[Opening Data section]

use std::collections::VecDeque;

use strum_macros::Display;

use super::error::{TokenizerError, TokenizerErrorKind};
use super::token::Token;
use crate::entities;

/// [§ 13.2.5 Tokenization](https://html.spec.whatwg.org/multipage/parsing.html#tokenization)
///
/// The tokenizer state machine. Each state corresponds to a section in § 13.2.5.
#[derive(Debug, Clone, Copy, PartialEq, Eq, Display)]
pub enum TokenizerState {
    /// [§ 13.2.5.1 Data state](https://html.spec.whatwg.org/multipage/parsing.html#data-state)
    Data,
    /// [§ 13.2.5.2 RCDATA state](https://html.spec.whatwg.org/multipage/parsing.html#rcdata-state)
    RCDATA,
    /// [§ 13.2.5.3 RAWTEXT state](https://html.spec.whatwg.org/multipage/parsing.html#rawtext-state)
    RAWTEXT,
    /// [§ 13.2.5.4 Script data state](https://html.spec.whatwg.org/multipage/parsing.html#script-data-state)
    ScriptData,
    /// [§ 13.2.5.5 PLAINTEXT state](https://html.spec.whatwg.org/multipage/parsing.html#plaintext-state)
    PLAINTEXT,
    /// [§ 13.2.5.6 Tag open state](https://html.spec.whatwg.org/multipage/parsing.html#tag-open-state)
    TagOpen,
    /// [§ 13.2.5.7 End tag open state](https://html.spec.whatwg.org/multipage/parsing.html#end-tag-open-state)
    EndTagOpen,
    /// [§ 13.2.5.8 Tag name state](https://html.spec.whatwg.org/multipage/parsing.html#tag-name-state)
    TagName,
    /// [§ 13.2.5.9 RCDATA less-than sign state](https://html.spec.whatwg.org/multipage/parsing.html#rcdata-less-than-sign-state)
    RCDATALessThanSign,
    /// [§ 13.2.5.10 RCDATA end tag open state](https://html.spec.whatwg.org/multipage/parsing.html#rcdata-end-tag-open-state)
    RCDATAEndTagOpen,
    /// [§ 13.2.5.11 RCDATA end tag name state](https://html.spec.whatwg.org/multipage/parsing.html#rcdata-end-tag-name-state)
    RCDATAEndTagName,
    /// [§ 13.2.5.12 RAWTEXT less-than sign state](https://html.spec.whatwg.org/multipage/parsing.html#rawtext-less-than-sign-state)
    RAWTEXTLessThanSign,
    /// [§ 13.2.5.13 RAWTEXT end tag open state](https://html.spec.whatwg.org/multipage/parsing.html#rawtext-end-tag-open-state)
    RAWTEXTEndTagOpen,
    /// [§ 13.2.5.14 RAWTEXT end tag name state](https://html.spec.whatwg.org/multipage/parsing.html#rawtext-end-tag-name-state)
    RAWTEXTEndTagName,
    /// [§ 13.2.5.15 Script data less-than sign state](https://html.spec.whatwg.org/multipage/parsing.html#script-data-less-than-sign-state)
    ScriptDataLessThanSign,
    /// [§ 13.2.5.16 Script data end tag open state](https://html.spec.whatwg.org/multipage/parsing.html#script-data-end-tag-open-state)
    ScriptDataEndTagOpen,
    /// [§ 13.2.5.17 Script data end tag name state](https://html.spec.whatwg.org/multipage/parsing.html#script-data-end-tag-name-state)
    ScriptDataEndTagName,
    /// [§ 13.2.5.18 Script data escape start state](https://html.spec.whatwg.org/multipage/parsing.html#script-data-escape-start-state)
    ScriptDataEscapeStart,
    /// [§ 13.2.5.19 Script data escape start dash state](https://html.spec.whatwg.org/multipage/parsing.html#script-data-escape-start-dash-state)
    ScriptDataEscapeStartDash,
    /// [§ 13.2.5.20 Script data escaped state](https://html.spec.whatwg.org/multipage/parsing.html#script-data-escaped-state)
    ScriptDataEscaped,
    /// [§ 13.2.5.21 Script data escaped dash state](https://html.spec.whatwg.org/multipage/parsing.html#script-data-escaped-dash-state)
    ScriptDataEscapedDash,
    /// [§ 13.2.5.22 Script data escaped dash dash state](https://html.spec.whatwg.org/multipage/parsing.html#script-data-escaped-dash-dash-state)
    ScriptDataEscapedDashDash,
    /// [§ 13.2.5.23 Script data escaped less-than sign state](https://html.spec.whatwg.org/multipage/parsing.html#script-data-escaped-less-than-sign-state)
    ScriptDataEscapedLessThanSign,
    /// [§ 13.2.5.24 Script data escaped end tag open state](https://html.spec.whatwg.org/multipage/parsing.html#script-data-escaped-end-tag-open-state)
    ScriptDataEscapedEndTagOpen,
    /// [§ 13.2.5.25 Script data escaped end tag name state](https://html.spec.whatwg.org/multipage/parsing.html#script-data-escaped-end-tag-name-state)
    ScriptDataEscapedEndTagName,
    /// [§ 13.2.5.26 Script data double escape start state](https://html.spec.whatwg.org/multipage/parsing.html#script-data-double-escape-start-state)
    ScriptDataDoubleEscapeStart,
    /// [§ 13.2.5.27 Script data double escaped state](https://html.spec.whatwg.org/multipage/parsing.html#script-data-double-escaped-state)
    ScriptDataDoubleEscaped,
    /// [§ 13.2.5.28 Script data double escaped dash state](https://html.spec.whatwg.org/multipage/parsing.html#script-data-double-escaped-dash-state)
    ScriptDataDoubleEscapedDash,
    /// [§ 13.2.5.29 Script data double escaped dash dash state](https://html.spec.whatwg.org/multipage/parsing.html#script-data-double-escaped-dash-dash-state)
    ScriptDataDoubleEscapedDashDash,
    /// [§ 13.2.5.30 Script data double escaped less-than sign state](https://html.spec.whatwg.org/multipage/parsing.html#script-data-double-escaped-less-than-sign-state)
    ScriptDataDoubleEscapedLessThanSign,
    /// [§ 13.2.5.31 Script data double escape end state](https://html.spec.whatwg.org/multipage/parsing.html#script-data-double-escape-end-state)
    ScriptDataDoubleEscapeEnd,
    /// [§ 13.2.5.32 Before attribute name state](https://html.spec.whatwg.org/multipage/parsing.html#before-attribute-name-state)
    BeforeAttributeName,
    /// [§ 13.2.5.33 Attribute name state](https://html.spec.whatwg.org/multipage/parsing.html#attribute-name-state)
    AttributeName,
    /// [§ 13.2.5.34 After attribute name state](https://html.spec.whatwg.org/multipage/parsing.html#after-attribute-name-state)
    AfterAttributeName,
    /// [§ 13.2.5.35 Before attribute value state](https://html.spec.whatwg.org/multipage/parsing.html#before-attribute-value-state)
    BeforeAttributeValue,
    /// [§ 13.2.5.36 Attribute value (double-quoted) state](https://html.spec.whatwg.org/multipage/parsing.html#attribute-value-(double-quoted)-state)
    AttributeValueDoubleQuoted,
    /// [§ 13.2.5.37 Attribute value (single-quoted) state](https://html.spec.whatwg.org/multipage/parsing.html#attribute-value-(single-quoted)-state)
    AttributeValueSingleQuoted,
    /// [§ 13.2.5.38 Attribute value (unquoted) state](https://html.spec.whatwg.org/multipage/parsing.html#attribute-value-(unquoted)-state)
    AttributeValueUnquoted,
    /// [§ 13.2.5.39 After attribute value (quoted) state](https://html.spec.whatwg.org/multipage/parsing.html#after-attribute-value-(quoted)-state)
    AfterAttributeValueQuoted,
    /// [§ 13.2.5.40 Self-closing start tag state](https://html.spec.whatwg.org/multipage/parsing.html#self-closing-start-tag-state)
    SelfClosingStartTag,
    /// [§ 13.2.5.41 Bogus comment state](https://html.spec.whatwg.org/multipage/parsing.html#bogus-comment-state)
    BogusComment,
    /// [§ 13.2.5.42 Markup declaration open state](https://html.spec.whatwg.org/multipage/parsing.html#markup-declaration-open-state)
    MarkupDeclarationOpen,
    /// [§ 13.2.5.43 Comment start state](https://html.spec.whatwg.org/multipage/parsing.html#comment-start-state)
    CommentStart,
    /// [§ 13.2.5.44 Comment start dash state](https://html.spec.whatwg.org/multipage/parsing.html#comment-start-dash-state)
    CommentStartDash,
    /// [§ 13.2.5.45 Comment state](https://html.spec.whatwg.org/multipage/parsing.html#comment-state)
    Comment,
    /// [§ 13.2.5.46 Comment less-than sign state](https://html.spec.whatwg.org/multipage/parsing.html#comment-less-than-sign-state)
    CommentLessThanSign,
    /// [§ 13.2.5.47 Comment less-than sign bang state](https://html.spec.whatwg.org/multipage/parsing.html#comment-less-than-sign-bang-state)
    CommentLessThanSignBang,
    /// [§ 13.2.5.48 Comment less-than sign bang dash state](https://html.spec.whatwg.org/multipage/parsing.html#comment-less-than-sign-bang-dash-state)
    CommentLessThanSignBangDash,
    /// [§ 13.2.5.49 Comment less-than sign bang dash dash state](https://html.spec.whatwg.org/multipage/parsing.html#comment-less-than-sign-bang-dash-dash-state)
    CommentLessThanSignBangDashDash,
    /// [§ 13.2.5.50 Comment end dash state](https://html.spec.whatwg.org/multipage/parsing.html#comment-end-dash-state)
    CommentEndDash,
    /// [§ 13.2.5.51 Comment end state](https://html.spec.whatwg.org/multipage/parsing.html#comment-end-state)
    CommentEnd,
    /// [§ 13.2.5.52 Comment end bang state](https://html.spec.whatwg.org/multipage/parsing.html#comment-end-bang-state)
    CommentEndBang,
    /// [§ 13.2.5.53 DOCTYPE state](https://html.spec.whatwg.org/multipage/parsing.html#doctype-state)
    DOCTYPE,
    /// [§ 13.2.5.54 Before DOCTYPE name state](https://html.spec.whatwg.org/multipage/parsing.html#before-doctype-name-state)
    BeforeDOCTYPEName,
    /// [§ 13.2.5.55 DOCTYPE name state](https://html.spec.whatwg.org/multipage/parsing.html#doctype-name-state)
    DOCTYPEName,
    /// [§ 13.2.5.56 After DOCTYPE name state](https://html.spec.whatwg.org/multipage/parsing.html#after-doctype-name-state)
    AfterDOCTYPEName,
    /// [§ 13.2.5.57 After DOCTYPE public keyword state](https://html.spec.whatwg.org/multipage/parsing.html#after-doctype-public-keyword-state)
    AfterDOCTYPEPublicKeyword,
    /// [§ 13.2.5.58 Before DOCTYPE public identifier state](https://html.spec.whatwg.org/multipage/parsing.html#before-doctype-public-identifier-state)
    BeforeDOCTYPEPublicIdentifier,
    /// [§ 13.2.5.59 DOCTYPE public identifier (double-quoted) state](https://html.spec.whatwg.org/multipage/parsing.html#doctype-public-identifier-(double-quoted)-state)
    DOCTYPEPublicIdentifierDoubleQuoted,
    /// [§ 13.2.5.60 DOCTYPE public identifier (single-quoted) state](https://html.spec.whatwg.org/multipage/parsing.html#doctype-public-identifier-(single-quoted)-state)
    DOCTYPEPublicIdentifierSingleQuoted,
    /// [§ 13.2.5.61 After DOCTYPE public identifier state](https://html.spec.whatwg.org/multipage/parsing.html#after-doctype-public-identifier-state)
    AfterDOCTYPEPublicIdentifier,
    /// [§ 13.2.5.62 Between DOCTYPE public and system identifiers state](https://html.spec.whatwg.org/multipage/parsing.html#between-doctype-public-and-system-identifiers-state)
    BetweenDOCTYPEPublicAndSystemIdentifiers,
    /// [§ 13.2.5.63 After DOCTYPE system keyword state](https://html.spec.whatwg.org/multipage/parsing.html#after-doctype-system-keyword-state)
    AfterDOCTYPESystemKeyword,
    /// [§ 13.2.5.64 Before DOCTYPE system identifier state](https://html.spec.whatwg.org/multipage/parsing.html#before-doctype-system-identifier-state)
    BeforeDOCTYPESystemIdentifier,
    /// [§ 13.2.5.65 DOCTYPE system identifier (double-quoted) state](https://html.spec.whatwg.org/multipage/parsing.html#doctype-system-identifier-(double-quoted)-state)
    DOCTYPESystemIdentifierDoubleQuoted,
    /// [§ 13.2.5.66 DOCTYPE system identifier (single-quoted) state](https://html.spec.whatwg.org/multipage/parsing.html#doctype-system-identifier-(single-quoted)-state)
    DOCTYPESystemIdentifierSingleQuoted,
    /// [§ 13.2.5.67 After DOCTYPE system identifier state](https://html.spec.whatwg.org/multipage/parsing.html#after-doctype-system-identifier-state)
    AfterDOCTYPESystemIdentifier,
    /// [§ 13.2.5.68 Bogus DOCTYPE state](https://html.spec.whatwg.org/multipage/parsing.html#bogus-doctype-state)
    BogusDOCTYPE,
    /// [§ 13.2.5.69 CDATA section state](https://html.spec.whatwg.org/multipage/parsing.html#cdata-section-state)
    CDATASection,
    /// [§ 13.2.5.70 CDATA section bracket state](https://html.spec.whatwg.org/multipage/parsing.html#cdata-section-bracket-state)
    CDATASectionBracket,
    /// [§ 13.2.5.71 CDATA section end state](https://html.spec.whatwg.org/multipage/parsing.html#cdata-section-end-state)
    CDATASectionEnd,
    /// [§ 13.2.5.72 Character reference state](https://html.spec.whatwg.org/multipage/parsing.html#character-reference-state)
    CharacterReference,
    /// [§ 13.2.5.73 Named character reference state](https://html.spec.whatwg.org/multipage/parsing.html#named-character-reference-state)
    NamedCharacterReference,
    /// [§ 13.2.5.74 Ambiguous ampersand state](https://html.spec.whatwg.org/multipage/parsing.html#ambiguous-ampersand-state)
    AmbiguousAmpersand,
    /// [§ 13.2.5.75 Numeric character reference state](https://html.spec.whatwg.org/multipage/parsing.html#numeric-character-reference-state)
    NumericCharacterReference,
    /// [§ 13.2.5.76 Hexadecimal character reference start state](https://html.spec.whatwg.org/multipage/parsing.html#hexadecimal-character-reference-start-state)
    HexadecimalCharacterReferenceStart,
    /// [§ 13.2.5.77 Decimal character reference start state](https://html.spec.whatwg.org/multipage/parsing.html#decimal-character-reference-start-state)
    DecimalCharacterReferenceStart,
    /// [§ 13.2.5.78 Hexadecimal character reference state](https://html.spec.whatwg.org/multipage/parsing.html#hexadecimal-character-reference-state)
    HexadecimalCharacterReference,
    /// [§ 13.2.5.79 Decimal character reference state](https://html.spec.whatwg.org/multipage/parsing.html#decimal-character-reference-state)
    DecimalCharacterReference,
    /// [§ 13.2.5.80 Numeric character reference end state](https://html.spec.whatwg.org/multipage/parsing.html#numeric-character-reference-end-state)
    NumericCharacterReferenceEnd,
}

[Closing Data section]

> _Problem statement_: Search the records for the string "super" and report each line that has it.

> _Completed task_:
use super::error::{TokenizerError, TokenizerErrorKind};
use super::token::Token;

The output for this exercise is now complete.